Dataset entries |
════════════════════
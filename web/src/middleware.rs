//! Request tracking middleware.
//!
//! Every request gets an id, taken from the `X-Request-ID` header when it
//! holds a UUID and generated otherwise. The id is stored in the request
//! extensions, attached to a tracing span around the handler, and echoed in
//! the response header.

use axum::{
    extract::Request,
    http::HeaderValue,
    middleware::Next,
    response::Response,
};
use tracing::Instrument;
use uuid::Uuid;

/// Header carrying the request id.
pub const REQUEST_ID_HEADER: &str = "X-Request-ID";

/// Tag the request with an id and run the rest of the stack inside its span.
///
/// Install with `axum::middleware::from_fn(request_id)`.
pub async fn request_id(mut req: Request, next: Next) -> Response {
    let id = req
        .headers()
        .get(REQUEST_ID_HEADER)
        .and_then(|v| v.to_str().ok())
        .and_then(|s| Uuid::parse_str(s).ok())
        .unwrap_or_else(Uuid::new_v4);

    req.extensions_mut().insert(id);

    let span = tracing::info_span!(
        "request",
        request_id = %id,
        method = %req.method(),
        path = %req.uri().path(),
    );

    let mut response = next.run(req).instrument(span).await;

    if let Ok(value) = HeaderValue::from_str(&id.to_string()) {
        response.headers_mut().insert(REQUEST_ID_HEADER, value);
    }

    response
}

#[cfg(test)]
#[allow(clippy::unwrap_used, clippy::expect_used)] // Test code can use unwrap/expect
mod tests {
    use super::*;
    use axum::{Router, body::Body, routing::get};
    use tower::ServiceExt;

    fn app() -> Router {
        Router::new()
            .route("/test", get(|| async { "ok" }))
            .layer(axum::middleware::from_fn(request_id))
    }

    #[tokio::test]
    async fn test_request_id_generated_if_missing() {
        let request = Request::builder().uri("/test").body(Body::empty()).unwrap();

        let response = app().oneshot(request).await.unwrap();

        let id = response
            .headers()
            .get(REQUEST_ID_HEADER)
            .expect("Request id header should be present");
        assert!(Uuid::parse_str(id.to_str().unwrap()).is_ok());
    }

    #[tokio::test]
    async fn test_request_id_preserved_from_request() {
        let sent = Uuid::new_v4();
        let request = Request::builder()
            .uri("/test")
            .header(REQUEST_ID_HEADER, sent.to_string())
            .body(Body::empty())
            .unwrap();

        let response = app().oneshot(request).await.unwrap();

        assert_eq!(
            response.headers().get(REQUEST_ID_HEADER).unwrap().to_str().unwrap(),
            sent.to_string()
        );
    }

    #[tokio::test]
    async fn test_malformed_request_id_is_replaced() {
        let request = Request::builder()
            .uri("/test")
            .header(REQUEST_ID_HEADER, "not-a-uuid")
            .body(Body::empty())
            .unwrap();

        let response = app().oneshot(request).await.unwrap();

        let id = response.headers().get(REQUEST_ID_HEADER).unwrap().to_str().unwrap();
        assert_ne!(id, "not-a-uuid");
        assert!(Uuid::parse_str(id).is_ok());
    }
}
//! Authorization decisions consumed by the core.

use crate::user::Actor;

/// Operations that need an authorization decision.
#[derive(Debug, Clone, Copy, PartialEq, Eq, Hash)]
pub enum Permission {
    /// Change a ticket's status or leave an internal comment.
    MutateTicket,
    /// Register a new staff account.
    RegisterStaff,
}

/// Answers "may this actor do that?".
///
/// The core only consumes the boolean; authentication happens before an
/// [`Actor`] exists.
pub trait Authorizer: Send + Sync {
    /// Returns `true` if `actor` holds `permission`.
    fn authorize(&self, actor: &Actor, permission: Permission) -> bool;
}
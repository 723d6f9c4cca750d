//! # Helpdesk Runtime
//!
//! The services that give the helpdesk its behavior:
//!
//! - [`LifecycleManager`]: opens tickets and drives status transitions
//! - [`ChatCoordinator`]: per-ticket rooms, ordered persistence and fan-out
//! - [`NotificationDispatcher`]: fire-and-forget delivery through a [`Notifier`](helpdesk_core::Notifier)
//! - [`ProtocolGenerator`]: unique, time-derived tracking codes
//! - [`metrics`]: Prometheus exporter and metric names
//!
//! Every service is constructed explicitly and shared by `Arc`; nothing here
//! is global except the metrics recorder.
//!
//! ## Example
//!
//! ```
//! use helpdesk_runtime::{ChatCoordinator, LifecycleManager, NotificationDispatcher, ProtocolGenerator};
//! use helpdesk_core::environment::{Clock, SystemClock};
//! use helpdesk_testing::{fixtures, InMemoryTicketStore, RecordingNotifier, StaticAuthorizer};
//! use std::sync::Arc;
//!
//! # tokio_test::block_on(async {
//! let store = Arc::new(InMemoryTicketStore::new());
//! let clock: Arc<dyn Clock> = Arc::new(SystemClock);
//! let chat = Arc::new(ChatCoordinator::new(store.clone(), clock.clone()));
//! let manager = LifecycleManager::new(
//!     store,
//!     Arc::new(StaticAuthorizer::allow_all()),
//!     NotificationDispatcher::new(Arc::new(RecordingNotifier::new())),
//!     chat,
//!     ProtocolGenerator::new(clock.clone(), -180),
//!     clock,
//! );
//!
//! let ticket = manager.open_ticket(fixtures::submission()).await.unwrap();
//! assert!(ticket.protocol.is_well_formed());
//! # });
//! ```

pub mod chat;
pub mod lifecycle;
pub mod metrics;
pub mod notify;
pub mod protocol;

pub use chat::{ChatBroadcast, ChatCoordinator, ConnectionId};
pub use lifecycle::{LifecycleManager, TicketUpdateOutcome};
pub use notify::{
    ConsoleNotifier, NotificationDispatcher, NotificationEmail, RecipientPolicy, SmtpNotifier,
    SmtpSettings,
};
pub use protocol::ProtocolGenerator;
════════════════════
ASSIGNED TASK |
All of the entries above must be transcribed exactly.

WRITTEN RESPONSE |
filename web/src/middleware.rs
//! Request tracking middleware.
//!
//! Every request gets an id, taken from the `X-Request-ID` header when it
//! holds a UUID and generated otherwise. The id is stored in the request
//! extensions, attached to a tracing span around the handler, and echoed in
//! the response header.

use axum::{
    extract::Request,
    http::HeaderValue,
    middleware::Next,
    response::Response,
};
use tracing::Instrument;
use uuid::Uuid;

/// Header carrying the request id.
pub const REQUEST_ID_HEADER: &str = "X-Request-ID";

/// Tag the request with an id and run the rest of the stack inside its span.
///
/// Install with `axum::middleware::from_fn(request_id)`.
pub async fn request_id(mut req: Request, next: Next) -> Response {
    let id = req
        .headers()
        .get(REQUEST_ID_HEADER)
        .and_then(|v| v.to_str().ok())
        .and_then(|s| Uuid::parse_str(s).ok())
        .unwrap_or_else(Uuid::new_v4);

    req.extensions_mut().insert(id);

    let span = tracing::info_span!(
        "request",
        request_id = %id,
        method = %req.method(),
        path = %req.uri().path(),
    );

    let mut response = next.run(req).instrument(span).await;

    if let Ok(value) = HeaderValue::from_str(&id.to_string()) {
        response.headers_mut().insert(REQUEST_ID_HEADER, value);
    }

    response
}

#[cfg(test)]
#[allow(clippy::unwrap_used, clippy::expect_used)] // Test code can use unwrap/expect
mod tests {
    use super::*;
    use axum::{Router, body::Body, routing::get};
    use tower::ServiceExt;

    fn app() -> Router {
        Router::new()
            .route("/test", get(|| async { "ok" }))
            .layer(axum::middleware::from_fn(request_id))
    }

    #[tokio::test]
    async fn test_request_id_generated_if_missing() {
        let request = Request::builder().uri("/test").body(Body::empty()).unwrap();

        let response = app().oneshot(request).await.unwrap();

        let id = response
            .headers()
            .get(REQUEST_ID_HEADER)
            .expect("Request id header should be present");
        assert!(Uuid::parse_str(id.to_str().unwrap()).is_ok());
    }

    #[tokio::test]
    async fn test_request_id_preserved_from_request() {
        let sent = Uuid::new_v4();
        let request = Request::builder()
            .uri("/test")
            .header(REQUEST_ID_HEADER, sent.to_string())
            .body(Body::empty())
            .unwrap();

        let response = app().oneshot(request).await.unwrap();

        assert_eq!(
            response.headers().get(REQUEST_ID_HEADER).unwrap().to_str().unwrap(),
            sent.to_string()
        );
    }

    #[tokio::test]
    async fn test_malformed_request_id_is_replaced() {
        let request = Request::builder()
            .uri("/test")
            .header(REQUEST_ID_HEADER, "not-a-uuid")
            .body(Body::empty())
            .unwrap();

        let response = app().oneshot(request).await.unwrap();

        let id = response.headers().get(REQUEST_ID_HEADER).unwrap().to_str().unwrap();
        assert_ne!(id, "not-a-uuid");
        assert!(Uuid::parse_str(id).is_ok());
    }
}
//! Authorization decisions consumed by the core.

use crate::user::Actor;

/// Operations that need an authorization decision.
#[derive(Debug, Clone, Copy, PartialEq, Eq, Hash)]
pub enum Permission {
    /// Change a ticket's status or leave an internal comment.
    MutateTicket,
    /// Register a new staff account.
    RegisterStaff,
}

/// Answers "may this actor do that?".
///
/// The core only consumes the boolean; authentication happens before an
/// [`Actor`] exists.
pub trait Authorizer: Send + Sync {
    /// Returns `true` if `actor` holds `permission`.
    fn authorize(&self, actor: &Actor, permission: Permission) -> bool;
}
repository 723d6f9c4cca750d
//! # Helpdesk Runtime
//!
//! The services that give the helpdesk its behavior:
//!
//! - [`LifecycleManager`]: opens tickets and drives status transitions
//! - [`ChatCoordinator`]: per-ticket rooms, ordered persistence and fan-out
//! - [`NotificationDispatcher`]: fire-and-forget delivery through a [`Notifier`](helpdesk_core::Notifier)
//! - [`ProtocolGenerator`]: unique, time-derived tracking codes
//! - [`metrics`]: Prometheus exporter and metric names
//!
//! Every service is constructed explicitly and shared by `Arc`; nothing here
//! is global except the metrics recorder.
//!
//! ## Example
//!
//! ```
//! use helpdesk_runtime::{ChatCoordinator, LifecycleManager, NotificationDispatcher, ProtocolGenerator};
//! use helpdesk_core::environment::{Clock, SystemClock};
//! use helpdesk_testing::{fixtures, InMemoryTicketStore, RecordingNotifier, StaticAuthorizer};
//! use std::sync::Arc;
//!
//! # tokio_test::block_on(async {
//! let store = Arc::new(InMemoryTicketStore::new());
//! let clock: Arc<dyn Clock> = Arc::new(SystemClock);
//! let chat = Arc::new(ChatCoordinator::new(store.clone(), clock.clone()));
//! let manager = LifecycleManager::new(
//!     store,
//!     Arc::new(StaticAuthorizer::allow_all()),
//!     NotificationDispatcher::new(Arc::new(RecordingNotifier::new())),
//!     chat,
//!     ProtocolGenerator::new(clock.clone(), -180),
//!     clock,
//! );
//!
//! let ticket = manager.open_ticket(fixtures::submission()).await.unwrap();
//! assert!(ticket.protocol.is_well_formed());
//! # });
//! ```

pub mod chat;
pub mod lifecycle;
pub mod metrics;
pub mod notify;
pub mod protocol;

pub use chat::{ChatBroadcast, ChatCoordinator, ConnectionId};
pub use lifecycle::{LifecycleManager, TicketUpdateOutcome};
pub use notify::{
    ConsoleNotifier, NotificationDispatcher, NotificationEmail, RecipientPolicy, SmtpNotifier,
    SmtpSettings,
};
pub use protocol::ProtocolGenerator;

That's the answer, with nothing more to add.